ASSIGNMENT = Go through the records and extract every line with the word "types".

Stored data =

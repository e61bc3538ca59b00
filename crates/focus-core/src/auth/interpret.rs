//! Response classification.
//!
//! Pure function of status and body: the same [`RawResponse`] always yields
//! the same [`Outcome`].

use super::spec::StatusTable;
use super::types::{Failure, Outcome, ParsedBody, RawResponse};

/// Decodes the body, then classifies by status.
///
/// Decoding comes first, so a non-JSON body is `MalformedResponse` even on
/// error statuses.
pub fn interpret(raw: &RawResponse, statuses: &StatusTable) -> Outcome {
    let Ok(body) = ParsedBody::decode(&raw.body) else {
        return Outcome::Failure(Failure::malformed(&raw.body));
    };

    if raw.is_success() {
        return Outcome::Success(body);
    }

    Outcome::Failure(Failure::rejected(
        raw.status,
        statuses.message_for(raw.status, &body),
    ))
}

#[cfg(test)]
mod tests {
    use serde_json::json;

    use super::*;
    use crate::auth::spec::{REGISTER, SIGN_IN};
    use crate::auth::types::FailureKind;

    fn sign_in(status: u16, body: &str) -> Outcome {
        interpret(&RawResponse::new(status, body), &SIGN_IN.statuses)
    }

    fn register(status: u16, body: &str) -> Outcome {
        interpret(&RawResponse::new(status, body), &REGISTER.statuses)
    }

    fn rejected(status: u16, message: &str) -> Outcome {
        Outcome::Failure(Failure::rejected(status, message))
    }

    #[test]
    fn test_empty_success_body_is_empty_object() {
        assert_eq!(sign_in(200, ""), Outcome::Success(ParsedBody::empty()));
    }

    #[test]
    fn test_success_carries_decoded_body() {
        let outcome = register(201, r#"{"id":1,"username":"ana"}"#);
        assert_eq!(
            outcome,
            Outcome::Success(ParsedBody::from(json!({"id": 1, "username": "ana"})))
        );
    }

    #[test]
    fn test_non_json_body_is_malformed_with_raw_text() {
        let outcome = sign_in(200, "not-json");
        assert_eq!(
            outcome,
            Outcome::Failure(Failure {
                kind: FailureKind::MalformedResponse,
                message: "Invalid server response: not-json".to_string(),
                status: None,
            })
        );
    }

    #[test]
    fn test_malformed_wins_over_error_status() {
        let outcome = register(500, "<html>Internal Server Error</html>");
        let failure = outcome.failure().unwrap();
        assert_eq!(failure.kind, FailureKind::MalformedResponse);
        assert_eq!(
            failure.message,
            "Invalid server response: <html>Internal Server Error</html>"
        );
    }

    #[test]
    fn test_sign_in_401_ignores_body_message() {
        assert_eq!(
            sign_in(401, r#"{"message":"ignored"}"#),
            rejected(401, "Invalid credentials")
        );
    }

    #[test]
    fn test_sign_in_400_uses_message_then_fallback() {
        assert_eq!(
            sign_in(400, r#"{"message":"Email is required"}"#),
            rejected(400, "Email is required")
        );
        assert_eq!(sign_in(400, ""), rejected(400, "Invalid input"));
        // Sign-in does not consult `error`.
        assert_eq!(
            sign_in(400, r#"{"error":"Bad Request"}"#),
            rejected(400, "Invalid input")
        );
    }

    #[test]
    fn test_register_400_falls_back_to_error_field() {
        assert_eq!(
            register(400, r#"{"error":"Bad Request"}"#),
            rejected(400, "Bad Request")
        );
        assert_eq!(
            register(400, r#"{"message":"Email already exists","error":"Bad Request"}"#),
            rejected(400, "Email already exists")
        );
        assert_eq!(
            register(400, "{}"),
            rejected(400, "Invalid input. Please check your details.")
        );
    }

    #[test]
    fn test_register_409_is_fixed() {
        assert_eq!(
            register(409, r#"{"message":"Username already exists"}"#),
            rejected(409, "Username or email already exists")
        );
    }

    #[test]
    fn test_409_on_sign_in_is_not_special() {
        assert_eq!(
            sign_in(409, r#"{"message":"conflict"}"#),
            rejected(409, "conflict")
        );
        assert_eq!(sign_in(409, ""), rejected(409, "Sign in failed. Please try again"));
    }

    #[test]
    fn test_401_on_register_is_not_special() {
        assert_eq!(register(401, ""), rejected(401, "Please try again"));
    }

    #[test]
    fn test_500_is_fixed_for_both_flows() {
        let body = r#"{"message":"java.lang.RuntimeException: Invalid password"}"#;
        assert_eq!(sign_in(500, body), rejected(500, "Server error. Try later"));
        assert_eq!(
            register(500, body),
            rejected(500, "Server error. Please try again later.")
        );
    }

    #[test]
    fn test_other_status_uses_body_message_or_generic_fallback() {
        assert_eq!(
            register(503, r#"{"error":"Service Unavailable"}"#),
            rejected(503, "Service Unavailable")
        );
        assert_eq!(
            sign_in(404, r#"{"error":"Not Found"}"#),
            rejected(404, "Sign in failed. Please try again")
        );
        assert_eq!(sign_in(302, ""), rejected(302, "Sign in failed. Please try again"));
    }

    #[test]
    fn test_non_object_json_body_is_accepted() {
        assert_eq!(
            register(422, "[1,2,3]"),
            rejected(422, "Please try again")
        );
        assert!(sign_in(200, "\"ok\"").is_success());
    }

    #[test]
    fn test_classification_is_idempotent() {
        let responses = [
            RawResponse::new(200, ""),
            RawResponse::new(400, r#"{"message":"bad"}"#),
            RawResponse::new(500, "oops"),
            RawResponse::new(418, r#"{"error":"teapot"}"#),
        ];
        for raw in &responses {
            for table in [&SIGN_IN.statuses, &REGISTER.statuses] {
                assert_eq!(interpret(raw, table), interpret(raw, table));
            }
        }
    }
}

ANSWER BELOW =
use super::types::{Failure, Outcome, ParsedBody, RawResponse};
    use crate::auth::types::FailureKind;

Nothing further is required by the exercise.